//! Machine API Machine and MachineSet (`machine.openshift.io/v1beta1`)
//!
//! Machine API resources carry their platform configuration as an opaque
//! [`RawExtension`] in `spec.providerSpec.value`. The PowerVS payload type
//! lives in [`powervs`].

mod powervs;
mod raw_extension;

pub use powervs::{
    LoadBalancerReference, PowerVsMachineProviderConfig, PowerVsResource, PowerVsResourceType,
    PowerVsSecretReference, MAPI_PROVIDER_CONFIG_API_VERSION, POWERVS_PROVIDER_CONFIG_KIND,
};
pub use raw_extension::RawExtension;

use k8s_openapi::api::core::v1::Taint;
use k8s_openapi::apimachinery::pkg::apis::meta::v1::{LabelSelector, ObjectMeta};
use kube::CustomResource;
use schemars::JsonSchema;
use serde::{Deserialize, Serialize};

/// Machine API group/version for Machine and MachineSet
pub const MAPI_API_VERSION: &str = "machine.openshift.io/v1beta1";

/// Desired state of a Machine API Machine
#[derive(CustomResource, Clone, Debug, Default, Deserialize, Serialize, JsonSchema, PartialEq)]
#[kube(
    group = "machine.openshift.io",
    version = "v1beta1",
    kind = "Machine",
    plural = "machines",
    namespaced,
    derive = "PartialEq",
    derive = "Default"
)]
#[serde(rename_all = "camelCase")]
pub struct MachineSpec {
    /// Labels and annotations propagated to the Node
    #[serde(default)]
    pub metadata: ObjectMeta,

    /// Hooks that block deletion until their owners remove them
    #[serde(default)]
    pub lifecycle_hooks: LifecycleHooks,

    /// Taints registered on the Node
    #[serde(default, skip_serializing_if = "Vec::is_empty")]
    pub taints: Vec<Taint>,

    /// Platform-specific configuration
    #[serde(default)]
    pub provider_spec: ProviderSpec,

    /// Cloud provider ID of the instance backing this Machine
    #[serde(rename = "providerID", default, skip_serializing_if = "Option::is_none")]
    pub provider_id: Option<String>,
}

/// Lifecycle hooks of a Machine
#[derive(Clone, Debug, Default, Deserialize, Serialize, JsonSchema, PartialEq)]
#[serde(rename_all = "camelCase")]
pub struct LifecycleHooks {
    /// Hooks blocking the node drain
    #[serde(default, skip_serializing_if = "Vec::is_empty")]
    pub pre_drain: Vec<LifecycleHook>,

    /// Hooks blocking instance termination
    #[serde(default, skip_serializing_if = "Vec::is_empty")]
    pub pre_terminate: Vec<LifecycleHook>,
}

/// A single named lifecycle hook and the controller owning it
#[derive(Clone, Debug, Default, Deserialize, Serialize, JsonSchema, PartialEq)]
pub struct LifecycleHook {
    /// Unique name of the hook
    pub name: String,

    /// Controller or actor responsible for the hook
    pub owner: String,
}

/// Opaque, platform-determined provider configuration slot
#[derive(Clone, Debug, Default, Deserialize, Serialize, JsonSchema, PartialEq)]
pub struct ProviderSpec {
    /// Serialized provider config
    #[serde(default, skip_serializing_if = "Option::is_none")]
    pub value: Option<RawExtension>,
}

/// Desired state of a Machine API MachineSet
#[derive(CustomResource, Clone, Debug, Default, Deserialize, Serialize, JsonSchema, PartialEq)]
#[kube(
    group = "machine.openshift.io",
    version = "v1beta1",
    kind = "MachineSet",
    plural = "machinesets",
    namespaced,
    derive = "PartialEq",
    derive = "Default"
)]
#[serde(rename_all = "camelCase")]
pub struct MachineSetSpec {
    /// Desired number of Machines
    #[serde(default, skip_serializing_if = "Option::is_none")]
    pub replicas: Option<i32>,

    /// Seconds a new Machine must be ready before it counts as available
    #[serde(default, skip_serializing_if = "Option::is_none")]
    pub min_ready_seconds: Option<i32>,

    /// Which Machines to delete first when scaling down
    #[serde(default, skip_serializing_if = "Option::is_none")]
    pub delete_policy: Option<String>,

    /// Label query over Machines that belong to this set
    #[serde(default)]
    pub selector: LabelSelector,

    /// Template for Machines created by this set
    #[serde(default)]
    pub template: MachineTemplateSpec,
}

/// Machine template embedded in a MachineSet
#[derive(Clone, Debug, Default, Deserialize, Serialize, JsonSchema, PartialEq)]
#[serde(rename_all = "camelCase")]
pub struct MachineTemplateSpec {
    /// Metadata stamped on created Machines
    #[serde(default)]
    pub metadata: ObjectMeta,

    /// Spec of created Machines
    #[serde(default)]
    pub spec: MachineSpec,
}
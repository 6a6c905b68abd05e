//! Cluster API Machine and MachineSet (`cluster.x-k8s.io/v1beta1`)
//!
//! Only the fields the Machine API conversion reads are modelled; unknown
//! fields are ignored on deserialization.
//!
//! Reference: <https://github.com/kubernetes-sigs/cluster-api>

use std::collections::BTreeMap;

use k8s_openapi::api::core::v1::ObjectReference;
use k8s_openapi::apimachinery::pkg::apis::meta::v1::LabelSelector;
use kube::CustomResource;
use schemars::JsonSchema;
use serde::{Deserialize, Serialize};

/// Cluster API group/version for Machine and MachineSet
pub const CAPI_API_VERSION: &str = "cluster.x-k8s.io/v1beta1";

/// Desired state of a Cluster API Machine
#[derive(CustomResource, Clone, Debug, Default, Deserialize, Serialize, JsonSchema, PartialEq)]
#[kube(
    group = "cluster.x-k8s.io",
    version = "v1beta1",
    kind = "Machine",
    plural = "machines",
    namespaced,
    derive = "PartialEq",
    derive = "Default"
)]
#[serde(rename_all = "camelCase")]
pub struct MachineSpec {
    /// Name of the Cluster this Machine belongs to
    #[serde(default)]
    pub cluster_name: String,

    /// Bootstrap configuration (user data source)
    #[serde(default)]
    pub bootstrap: Bootstrap,

    /// Reference to the provider-specific infrastructure machine
    #[serde(default)]
    pub infrastructure_ref: ObjectReference,

    /// Kubernetes version of the node
    #[serde(default, skip_serializing_if = "Option::is_none")]
    pub version: Option<String>,

    /// Cloud provider ID of the instance backing this Machine
    #[serde(rename = "providerID", default, skip_serializing_if = "Option::is_none")]
    pub provider_id: Option<String>,

    /// Failure domain the Machine should be placed in
    #[serde(default, skip_serializing_if = "Option::is_none")]
    pub failure_domain: Option<String>,

    /// Total time to drain the node before deletion (e.g. "10m")
    #[serde(default, skip_serializing_if = "Option::is_none")]
    pub node_drain_timeout: Option<String>,

    /// Total time to wait for volumes to detach before deletion
    #[serde(default, skip_serializing_if = "Option::is_none")]
    pub node_volume_detach_timeout: Option<String>,

    /// Time to wait for the Node to be deleted after Machine deletion
    #[serde(default, skip_serializing_if = "Option::is_none")]
    pub node_deletion_timeout: Option<String>,
}

/// Bootstrap configuration for a Machine
#[derive(Clone, Debug, Default, Deserialize, Serialize, JsonSchema, PartialEq)]
#[serde(rename_all = "camelCase")]
pub struct Bootstrap {
    /// Reference to the bootstrap provider config (e.g. KubeadmConfig)
    #[serde(default, skip_serializing_if = "Option::is_none")]
    pub config_ref: Option<ObjectReference>,

    /// Name of the Secret holding the rendered bootstrap data
    #[serde(default, skip_serializing_if = "Option::is_none")]
    pub data_secret_name: Option<String>,
}

/// Desired state of a Cluster API MachineSet
#[derive(CustomResource, Clone, Debug, Default, Deserialize, Serialize, JsonSchema, PartialEq)]
#[kube(
    group = "cluster.x-k8s.io",
    version = "v1beta1",
    kind = "MachineSet",
    plural = "machinesets",
    namespaced,
    derive = "PartialEq",
    derive = "Default"
)]
#[serde(rename_all = "camelCase")]
pub struct MachineSetSpec {
    /// Name of the Cluster this MachineSet belongs to
    #[serde(default)]
    pub cluster_name: String,

    /// Desired number of Machines
    #[serde(default, skip_serializing_if = "Option::is_none")]
    pub replicas: Option<i32>,

    /// Seconds a new Machine must be ready before it counts as available
    #[serde(default, skip_serializing_if = "Option::is_none")]
    pub min_ready_seconds: Option<i32>,

    /// Which Machines to delete first when scaling down ("Random", "Newest", "Oldest")
    #[serde(default, skip_serializing_if = "Option::is_none")]
    pub delete_policy: Option<String>,

    /// Label query over Machines that belong to this set
    #[serde(default)]
    pub selector: LabelSelector,

    /// Template for Machines created by this set
    #[serde(default)]
    pub template: MachineTemplateSpec,
}

/// Machine template embedded in a MachineSet
#[derive(Clone, Debug, Default, Deserialize, Serialize, JsonSchema, PartialEq)]
#[serde(rename_all = "camelCase")]
pub struct MachineTemplateSpec {
    /// Labels and annotations stamped on created Machines
    #[serde(default)]
    pub metadata: TemplateMetadata,

    /// Spec of created Machines
    #[serde(default)]
    pub spec: MachineSpec,
}

/// The subset of object metadata a Cluster API template may carry
#[derive(Clone, Debug, Default, Deserialize, Serialize, JsonSchema, PartialEq)]
#[serde(rename_all = "camelCase")]
pub struct TemplateMetadata {
    /// Labels for created objects
    #[serde(default, skip_serializing_if = "Option::is_none")]
    pub labels: Option<BTreeMap<String, String>>,

    /// Annotations for created objects
    #[serde(default, skip_serializing_if = "Option::is_none")]
    pub annotations: Option<BTreeMap<String, String>>,
}
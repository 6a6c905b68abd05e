//! Machine API PowerVS provider config (`machine.openshift.io/v1`)
//!
//! This is the payload a Machine API PowerVS Machine carries in
//! `spec.providerSpec.value`.

use k8s_openapi::apimachinery::pkg::util::intstr::IntOrString;
use serde::{Deserialize, Serialize};

/// Kind stamped on every PowerVS provider config
pub const POWERVS_PROVIDER_CONFIG_KIND: &str = "PowerVSMachineProviderConfig";

/// API version stamped on every PowerVS provider config
pub const MAPI_PROVIDER_CONFIG_API_VERSION: &str = "machine.openshift.io/v1";

/// Discriminant of a [`PowerVsResource`]
#[derive(Clone, Copy, Debug, PartialEq, Eq)]
pub enum PowerVsResourceType {
    /// Identified by ID
    Id,
    /// Identified by name
    Name,
    /// Identified by a regular expression over names
    RegEx,
}

/// Reference to a PowerVS resource, identified in exactly one way
///
/// Serialized in the Machine API shape, e.g. `{"type":"ID","id":"si-123"}`.
#[derive(Clone, Debug, Deserialize, Serialize, PartialEq, Eq)]
#[serde(tag = "type")]
pub enum PowerVsResource {
    /// Resource ID
    #[serde(rename = "ID")]
    Id {
        /// The ID
        id: String,
    },
    /// Resource name
    #[serde(rename = "Name")]
    Name {
        /// The name
        name: String,
    },
    /// Regular expression matching the resource name
    #[serde(rename = "RegEx")]
    RegEx {
        /// The expression
        regex: String,
    },
}

impl PowerVsResource {
    /// Reference by ID
    pub fn id(id: impl Into<String>) -> Self {
        Self::Id { id: id.into() }
    }

    /// Reference by name
    pub fn name(name: impl Into<String>) -> Self {
        Self::Name { name: name.into() }
    }

    /// Reference by regular expression
    pub fn regex(regex: impl Into<String>) -> Self {
        Self::RegEx {
            regex: regex.into(),
        }
    }

    /// Which identification method this reference uses
    pub fn resource_type(&self) -> PowerVsResourceType {
        match self {
            Self::Id { .. } => PowerVsResourceType::Id,
            Self::Name { .. } => PowerVsResourceType::Name,
            Self::RegEx { .. } => PowerVsResourceType::RegEx,
        }
    }
}

/// Reference to a Secret in the Machine's namespace
#[derive(Clone, Debug, Default, Deserialize, Serialize, PartialEq, Eq)]
pub struct PowerVsSecretReference {
    /// Name of the Secret
    pub name: String,
}

/// Load balancer a PowerVS machine is registered with
#[derive(Clone, Debug, Default, Deserialize, Serialize, PartialEq, Eq)]
pub struct LoadBalancerReference {
    /// Name of the load balancer
    pub name: String,

    /// Load balancer type (e.g. "Application")
    #[serde(rename = "type")]
    pub lb_type: String,
}

/// Machine API provider config for a PowerVS machine
///
/// Reference fields are `None` only in best-effort output produced alongside
/// conversion errors; a successfully converted config has all three set.
#[derive(Clone, Debug, Deserialize, Serialize, PartialEq)]
#[serde(rename_all = "camelCase")]
pub struct PowerVsMachineProviderConfig {
    /// Always [`POWERVS_PROVIDER_CONFIG_KIND`]
    pub kind: String,

    /// Always [`MAPI_PROVIDER_CONFIG_API_VERSION`]
    pub api_version: String,

    /// Secret holding the instance user data
    #[serde(default, skip_serializing_if = "Option::is_none")]
    pub user_data_secret: Option<PowerVsSecretReference>,

    /// Secret holding IBM Cloud credentials
    #[serde(default, skip_serializing_if = "Option::is_none")]
    pub credentials_secret: Option<PowerVsSecretReference>,

    /// PowerVS service instance hosting the machine
    #[serde(default, skip_serializing_if = "Option::is_none")]
    pub service_instance: Option<PowerVsResource>,

    /// Boot image
    #[serde(default, skip_serializing_if = "Option::is_none")]
    pub image: Option<PowerVsResource>,

    /// Network the instance is attached to
    #[serde(default, skip_serializing_if = "Option::is_none")]
    pub network: Option<PowerVsResource>,

    /// Name of the SSH key pair
    #[serde(default)]
    pub key_pair_name: String,

    /// System type (e.g. "s922")
    #[serde(default, skip_serializing_if = "String::is_empty")]
    pub system_type: String,

    /// Processor type ("Dedicated", "Shared", "Capped")
    #[serde(default, skip_serializing_if = "String::is_empty")]
    pub processor_type: String,

    /// Number of processors
    #[serde(default, skip_serializing_if = "Option::is_none")]
    pub processors: Option<IntOrString>,

    /// Memory in GiB
    #[serde(rename = "memoryGiB", default, skip_serializing_if = "is_zero")]
    pub memory_gib: i32,

    /// Load balancers the machine is registered with
    #[serde(default, skip_serializing_if = "Vec::is_empty")]
    pub load_balancers: Vec<LoadBalancerReference>,
}

fn is_zero(value: &i32) -> bool {
    *value == 0
}

impl Default for PowerVsMachineProviderConfig {
    /// An empty config, already stamped with its kind and API version
    fn default() -> Self {
        Self {
            kind: POWERVS_PROVIDER_CONFIG_KIND.to_string(),
            api_version: MAPI_PROVIDER_CONFIG_API_VERSION.to_string(),
            user_data_secret: None,
            credentials_secret: None,
            service_instance: None,
            image: None,
            network: None,
            key_pair_name: String::new(),
            system_type: String::new(),
            processor_type: String::new(),
            processors: None,
            memory_gib: 0,
            load_balancers: Vec::new(),
        }
    }
}
//! machine-sync CLI library

pub mod commands;
pub mod error;

pub use error::{Error, Result};

use clap::{Parser, Subcommand};
use machine_sync_common::telemetry::{LogFormat, TelemetryConfig, LOG_FORMAT_ENV};

/// machine-sync - Convert Cluster API machines into Machine API machines
#[derive(Parser, Debug)]
#[command(name = "machine-sync")]
#[command(version, about, long_about = None)]
pub struct Cli {
    /// Log line format (json or text)
    #[arg(long, env = LOG_FORMAT_ENV, default_value = "text", global = true)]
    pub log_format: LogFormat,

    #[command(subcommand)]
    pub command: Commands,
}

#[derive(Subcommand, Debug)]
pub enum Commands {
    /// Convert Cluster API manifests into a Machine API Machine or MachineSet
    Convert(commands::convert::ConvertArgs),
}

impl Cli {
    /// Telemetry settings selected on the command line
    pub fn telemetry_config(&self) -> TelemetryConfig {
        TelemetryConfig {
            service_name: "machine-sync".to_string(),
            format: self.log_format,
        }
    }

    /// Run the CLI command
    pub fn run(self) -> Result<()> {
        match self.command {
            Commands::Convert(args) => commands::convert::run(args),
        }
    }
}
————————
Your answer must consist solely of the lines above between the line holding "this reference uses" and the line holding "the Machine's namespace", inclusive, copied exactly.

    /// Which identification method this reference uses
    pub fn resource_type(&self) -> PowerVsResourceType {
        match self {
            Self::Id { .. } => PowerVsResourceType::Id,
            Self::Name { .. } => PowerVsResourceType::Name,
            Self::RegEx { .. } => PowerVsResourceType::RegEx,
        }
    }
}

/// Reference to a Secret in the Machine's namespace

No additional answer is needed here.